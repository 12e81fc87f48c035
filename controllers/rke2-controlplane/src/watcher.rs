//! Kubernetes resource watchers.
//!
//! RKE2ControlPlane objects are reconciled by a `kube_runtime::Controller`
//! that also owns their Machines, so a Machine change triggers an early
//! health cycle. Otherwise cycles follow the requeue interval.

use std::collections::HashSet;
use std::sync::Arc;
use std::time::Duration;

use controller_common::ReconcileMetrics;
use crds::{Machine, RKE2ControlPlane};
use futures::StreamExt;
use kube::{Api, ResourceExt};
use kube_runtime::controller::{Action, Config as ControllerConfig};
use kube_runtime::{Controller, watcher};
use tracing::{debug, error, info};

use crate::error::ControllerError;
use crate::reconciler::Reconciler;

/// Name used in logs and metric labels
pub const CONTROLLER_NAME: &str = "rke2-controlplane";

fn object_key(control_plane: &RKE2ControlPlane) -> String {
    format!(
        "{}/{}",
        control_plane.namespace().unwrap_or_default(),
        control_plane.name_any()
    )
}

/// Watches RKE2ControlPlane resources and the Machines they own.
pub struct Watcher {
    reconciler: Arc<Reconciler>,
    metrics: ReconcileMetrics,
    control_plane_api: Api<RKE2ControlPlane>,
    machine_api: Api<Machine>,
    concurrency: u16,
}

impl Watcher {
    pub fn new(
        reconciler: Arc<Reconciler>,
        metrics: ReconcileMetrics,
        control_plane_api: Api<RKE2ControlPlane>,
        machine_api: Api<Machine>,
        concurrency: u16,
    ) -> Self {
        Self {
            reconciler,
            metrics,
            control_plane_api,
            machine_api,
            concurrency,
        }
    }

    pub async fn watch_control_planes(&self) -> Result<(), ControllerError> {
        info!("Starting RKE2ControlPlane watcher");

        let metrics = self.metrics.clone();
        let reconcile = move |control_plane: Arc<RKE2ControlPlane>, ctx: Arc<Reconciler>| {
            let metrics = metrics.clone();
            async move {
                debug!("Running health cycle for RKE2ControlPlane {}", object_key(&control_plane));
                let timer = metrics.start(CONTROLLER_NAME);
                let result = ctx.reconcile_control_plane(&control_plane).await;
                timer.finish(result.is_err());
                if result.is_ok() {
                    ctx.backoff().reset(&object_key(&control_plane));
                }
                result
            }
        };

        let controller_config = ControllerConfig::default()
            .debounce(Duration::from_secs(1))
            .concurrency(self.concurrency);

        let controller = Controller::new(self.control_plane_api.clone(), watcher::Config::default())
            .owns(self.machine_api.clone(), watcher::Config::default())
            .with_config(controller_config);
        let store = controller.store();

        let error_policy = move |control_plane: Arc<RKE2ControlPlane>, error: &ControllerError, ctx: Arc<Reconciler>| {
            let live: HashSet<String> = store.state().iter().map(|cp| object_key(cp)).collect();
            ctx.backoff().retain(|key| live.contains(key));

            let key = object_key(&control_plane);
            let (delay, attempts) = ctx.backoff().next_backoff(&key);
            error!(
                "Health cycle for RKE2ControlPlane {} failed (attempt {}), retrying in {:?}: {}",
                key, attempts, delay, error
            );
            Action::requeue(delay)
        };

        controller
            .run(reconcile, error_policy, self.reconciler.clone())
            .for_each(|res| async move {
                if let Err(e) = res {
                    error!("Controller error for RKE2ControlPlane: {}", e);
                }
            })
            .await;

        Ok(())
    }
}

__YOUR TASK__: A word-for-word copy of the entries, from the first line through the line containing "let metrics = self.metrics.clone();", is the whole answer.

__ANSWER SPACE__:
repository 12e81fc87f48c035
filename controllers/rke2-controlplane/src/watcher.rs
//! Kubernetes resource watchers.
//!
//! RKE2ControlPlane objects are reconciled by a `kube_runtime::Controller`
//! that also owns their Machines, so a Machine change triggers an early
//! health cycle. Otherwise cycles follow the requeue interval.

use std::collections::HashSet;
use std::sync::Arc;
use std::time::Duration;

use controller_common::ReconcileMetrics;
use crds::{Machine, RKE2ControlPlane};
use futures::StreamExt;
use kube::{Api, ResourceExt};
use kube_runtime::controller::{Action, Config as ControllerConfig};
use kube_runtime::{Controller, watcher};
use tracing::{debug, error, info};

use crate::error::ControllerError;
use crate::reconciler::Reconciler;

/// Name used in logs and metric labels
pub const CONTROLLER_NAME: &str = "rke2-controlplane";

fn object_key(control_plane: &RKE2ControlPlane) -> String {
    format!(
        "{}/{}",
        control_plane.namespace().unwrap_or_default(),
        control_plane.name_any()
    )
}

/// Watches RKE2ControlPlane resources and the Machines they own.
pub struct Watcher {
    reconciler: Arc<Reconciler>,
    metrics: ReconcileMetrics,
    control_plane_api: Api<RKE2ControlPlane>,
    machine_api: Api<Machine>,
    concurrency: u16,
}

impl Watcher {
    pub fn new(
        reconciler: Arc<Reconciler>,
        metrics: ReconcileMetrics,
        control_plane_api: Api<RKE2ControlPlane>,
        machine_api: Api<Machine>,
        concurrency: u16,
    ) -> Self {
        Self {
            reconciler,
            metrics,
            control_plane_api,
            machine_api,
            concurrency,
        }
    }

    pub async fn watch_control_planes(&self) -> Result<(), ControllerError> {
        info!("Starting RKE2ControlPlane watcher");

        let metrics = self.metrics.clone();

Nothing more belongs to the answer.